Говорун медленно осматривал помещение, не убирая прицел с взволнованной хозяйки, а Лёха держал на мышке тощего. Из глубины разом встали несколько детских фигур, смотрящих настороженно и без заискивания. Видок у них был такой, словно они не ели много дней подряд и вряд ли мылись за последние месяцы.
– А у вас есть что-нибудь съестное? Что угодно. Пожалуйста, – женщина поджала губы, опасаясь мгновенного отказа, но Говорун опустил пушку и сбросил с плеча рюкзак, доставая консервы.
– Нож у вас есть? – скупо уточнил ведущий, пока Лёха отступал к коридору, чудом сохранившемуся под полуразрушенным зданием. Женщина горячо благодарила, а её супруг молчал, с нескрываемым подозрением изучая ведомого.
За прибитым к балке верблюжьим одеялом нашлась крохотная каморка, получившаяся между огромной грудой бетона от провалившегося с нескольких этажей потолка и оставшейся невредимой несущей стеной. На расчищенной и относительно ровной поверхности расстелили ковёр, на котором сидела чумазая девочка лет четырёх и перебирала игрушки около керосиновой лампы, наградив беглым взглядом Лёху в полной экипировке и с оружием.
В их мире дети не тратили горючее на чепуху и шарахались от незнакомцев, используя любые лазейки, недоступные взрослым – шныряли по узким вентиляционным шахтам или ускользали по почти сорванным карнизам, а эта девчонка преспокойно устроилась на когда-то дорогом и красивом восточном ковре и играла в куклы, продолжая беззвучно мурлыкать песенку и складывать в идеально ровный круг длинноногих красоток с осиной талией и надменными нарисованными глазами.
– Ты почему тут сидишь, а не с остальными? – Лёха проверил все закутки и вернулся к малышке, бархатистыми ресницы и острыми скулами напоминающую его самую младшую сестру, исчезнувшую полгода назад при последней в их районе массовой атаке чудищ.
– Они вас боятся.
– А ты не боишься?
– Нет, – девочка оторвалась от своих кукол и лениво поправила колготки.
– А твои… подружки, они тоже такие смелые, как и ты? – Лёха ткнул дулом в крайнюю, с чуть оплавленными башмаками, и резво отдёрнул ствол, осознав, что творит.
– Им уже не надо бояться, – глубокомысленно объяснила девочка и сладко зевнула, сворачиваясь в клубок прямо на полу.
Она не выглядела настолько же худой, как остальные, но торчащие из ворота великоватого свитера ключицы вызвали в Лёхе желание укутать её потеплее и он ещё разок осмотрелся, чтобы найти плед или подходящую верхнюю одежду.

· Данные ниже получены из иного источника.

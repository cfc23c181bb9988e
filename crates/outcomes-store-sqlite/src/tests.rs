//! Integration tests for `SqliteStore` against an in-memory database.

use chrono::{DateTime, Duration, TimeZone as _, Utc};
use outcomes_core::{
  outcome::{NewOutcome, OutcomeRow},
  store::OutcomeStore,
};

use crate::SqliteStore;

async fn store() -> SqliteStore {
  SqliteStore::open_in_memory()
    .await
    .expect("in-memory store")
}

fn t0() -> DateTime<Utc> { Utc.with_ymd_and_hms(2024, 6, 1, 9, 0, 0).unwrap() }

fn batch(at: DateTime<Utc>, rows: &[(&str, &str)]) -> Vec<NewOutcome> {
  rows
    .iter()
    .map(|(id, outcome)| NewOutcome::new(*id, *outcome, at))
    .collect()
}

fn summary(rows: &[OutcomeRow]) -> Vec<(&str, &str, bool)> {
  rows
    .iter()
    .map(|r| (r.patient_id.as_str(), r.outcome.as_str(), r.is_current))
    .collect()
}

// ─── Single batch ────────────────────────────────────────────────────────────

#[tokio::test]
async fn last_row_for_a_patient_becomes_current() {
  let s = store().await;

  let saved = s
    .save(batch(t0(), &[("P1", "improved"), ("P2", "stable"), ("P1", "relapsed")]))
    .await
    .unwrap();
  assert_eq!(saved.records, 3);
  assert_eq!(saved.new_patients, 2);
  assert_eq!(saved.recorded_at, Some(t0()));

  let all = s.list_all().await.unwrap();
  assert_eq!(summary(&all), vec![
    ("P1", "improved", false),
    ("P1", "relapsed", true),
    ("P2", "stable", true),
  ]);
  assert!(all.iter().all(|r| r.recorded_at == t0() && r.created_at == t0()));
}

#[tokio::test]
async fn empty_batch_writes_nothing() {
  let s = store().await;
  let saved = s.save(Vec::new()).await.unwrap();
  assert_eq!(saved.records, 0);
  assert_eq!(saved.new_patients, 0);
  assert_eq!(saved.recorded_at, None);
  assert!(s.list_all().await.unwrap().is_empty());
}

#[tokio::test]
async fn non_ascii_outcomes_round_trip() {
  let s = store().await;
  let outcome = "\u{201C}amélioré\u{201D} \u{2013} 5\u{20AC}";
  s.save(batch(t0(), &[("P1", outcome)])).await.unwrap();

  let all = s.list_all().await.unwrap();
  assert_eq!(all[0].outcome, outcome);
}

// ─── Across batches ──────────────────────────────────────────────────────────

#[tokio::test]
async fn reingesting_a_file_appends_and_moves_current() {
  let s = store().await;
  let rows = [("P1", "improved"), ("P2", "stable")];
  let t1 = t0() + Duration::hours(1);

  s.save(batch(t0(), &rows)).await.unwrap();
  let second = s.save(batch(t1, &rows)).await.unwrap();
  assert_eq!(second.new_patients, 0);

  for id in ["P1", "P2"] {
    let history = s.patient_history(id).await.unwrap();
    assert_eq!(history.len(), 2, "{id}");
    assert!(!history[0].is_current);
    assert!(history[1].is_current);
    assert_eq!(history[1].recorded_at, t1);
  }
}

#[tokio::test]
async fn created_at_is_fixed_at_first_appearance() {
  let s = store().await;
  let t1 = t0() + Duration::days(3);

  s.save(batch(t0(), &[("P1", "admitted")])).await.unwrap();
  s.save(batch(t1, &[("P1", "discharged"), ("P2", "admitted")]))
    .await
    .unwrap();

  assert_eq!(s.get_patient("P1").await.unwrap().unwrap().created_at, t0());
  assert_eq!(s.get_patient("P2").await.unwrap().unwrap().created_at, t1);
  assert!(s.get_patient("P3").await.unwrap().is_none());
}

#[tokio::test]
async fn list_all_orders_by_patient_then_time() {
  let s = store().await;
  let t1 = t0() + Duration::minutes(5);

  s.save(batch(t0(), &[("B", "first"), ("A", "first")])).await.unwrap();
  s.save(batch(t1, &[("A", "second"), ("B", "second")])).await.unwrap();

  let all = s.list_all().await.unwrap();
  assert_eq!(summary(&all), vec![
    ("A", "first", false),
    ("A", "second", true),
    ("B", "first", false),
    ("B", "second", true),
  ]);
}

#[tokio::test]
async fn current_outcomes_has_one_row_per_patient() {
  let s = store().await;
  let t1 = t0() + Duration::minutes(1);

  s.save(batch(t0(), &[("P2", "stable"), ("P1", "improved")])).await.unwrap();
  s.save(batch(t1, &[("P1", "relapsed"), ("P1", "remission")]))
    .await
    .unwrap();

  let current = s.current_outcomes().await.unwrap();
  assert_eq!(summary(&current), vec![
    ("P1", "remission", true),
    ("P2", "stable", true),
  ]);
}

#[tokio::test]
async fn patient_history_is_oldest_first() {
  let s = store().await;
  let t1 = t0() + Duration::seconds(30);

  s.save(batch(t0(), &[("P1", "a"), ("P1", "b")])).await.unwrap();
  s.save(batch(t1, &[("P1", "c")])).await.unwrap();

  let history = s.patient_history("P1").await.unwrap();
  let outcomes: Vec<_> = history.iter().map(|r| r.outcome.as_str()).collect();
  assert_eq!(outcomes, ["a", "b", "c"]);
  assert!(history.windows(2).all(|w| w[0].id < w[1].id));
  assert!(s.patient_history("nobody").await.unwrap().is_empty());
}

// ─── Atomicity ───────────────────────────────────────────────────────────────

#[tokio::test]
async fn failing_row_rolls_back_the_whole_batch() {
  let s = store().await;
  s.save(batch(t0(), &[("P1", "improved")])).await.unwrap();
  let before = s.list_all().await.unwrap();

  let err = s
    .save(batch(t0() + Duration::hours(1), &[
      ("P2", "stable"),
      ("P1", "relapsed"),
      ("P3", "   "),
    ]))
    .await
    .unwrap_err();
  assert!(err.is_constraint_violation(), "{err}");

  assert_eq!(s.list_all().await.unwrap(), before);
  assert!(s.get_patient("P2").await.unwrap().is_none());
  assert!(s.get_patient("P3").await.unwrap().is_none());
}

#[tokio::test]
async fn blank_patient_id_is_refused() {
  let s = store().await;
  let err = s.save(batch(t0(), &[(" ", "stable")])).await.unwrap_err();
  assert!(err.is_constraint_violation(), "{err}");
  assert!(s.list_all().await.unwrap().is_empty());
}

// ─── Persistence ─────────────────────────────────────────────────────────────

#[tokio::test]
async fn file_store_survives_reopen() {
  let path = std::env::temp_dir().join(format!(
    "outcomes-store-{}-{}.sqlite3",
    std::process::id(),
    Utc::now().timestamp_nanos_opt().unwrap_or_default()
  ));

  {
    let s = SqliteStore::open(&path).await.unwrap();
    s.save(batch(t0(), &[("P1", "improved")])).await.unwrap();
  }

  let s = SqliteStore::open(&path).await.unwrap();
  let all = s.list_all().await.unwrap();
  assert_eq!(summary(&all), vec![("P1", "improved", true)]);

  drop(s);
  for suffix in ["", "-wal", "-shm"] {
    let _ = std::fs::remove_file(format!("{}{suffix}", path.display()));
  }
}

Девочка следила за ним сквозь ресницы и вдруг сонно пробормотала:
– Вон там, – махнув в сторону картонной коробки из-под принтера. Оттуда торчали корешки красочных детских изданий, настоящее богатство, уцелевшее в огне, – выбери одну. С добрыми картинками. Без чудищ. Хочу посмотреть.
– Видела их? – Лёха вытянул первую попавшуюся, невинную азбуку, и подал, избегая прикасаться к её пальцам.
– Издалека. Они не такие уж и страшные.
– Это только издалека, – уверил Лёха и почему-то подумал, что было бы здорово прилечь на ковёр, чтобы вздремнуть немного. Девочка уже сопела, забавно притворяясь спящей, и уронила предложенную книгу, а Лёха поставил оружие рядом с коробкой, чтобы прикорнуть буквально минутку. Нужно только выключить свет, чтобы беречь керосин…
Гулкие шаги смутили течение совсем вялых мыслей и уютно висящее одеяло отъехало, принося в тесную каморку плечистого Говоруна, задевающего макушкой трубу бывшей теплотрассы. Он выстрелил одновременно с тем, как девочка перестала притворяться человеком и хищно выпустила из очаровательной и фальшивой оболочки, помутневшей в свете лампы, множественные тонкие щупальца, нацеленные на Лёху.
У Лёхи ужасно загудело в ушах и он часто заморгал, цепляясь за ускользающую реальность и с усилием разлепляя веки. Морок спал, когда поверх свитера проступили следы от метких попаданий, и Лёха сгруппировался, готовясь отражать нападение остальной семьи, не замедлившее себя ждать.
Чудища считали, что загнали их в ловушку, и наваливались толпой, переплетая щупальца в один общий букет, норовящий лизнуть открытую кожу, а Говорун хладнокровно снимал их одного за другим, умудряясь ещё волноваться за Лёху и кинув ему на всякий пожарный разодранный зубами комплект первой помощи, так и не тронутый бойцом.
– Да всё в порядке, в порядке, – твердил Лёха, когда они закончили с чудищами и Говорун задрал рукав, чтобы осмотреть место предполагаемого контакта. Там и правда не было ни покраснения, ни царапин, и Говорун одобрительно пригвоздил Лёху к земле своей тяжёлой лапищей:
– Ну ты молодец, Лёша! Хорошо разобрался с ними.
– Да я не просёк, что это они. Как вы поняли? В смысле, они же нормально вели себя.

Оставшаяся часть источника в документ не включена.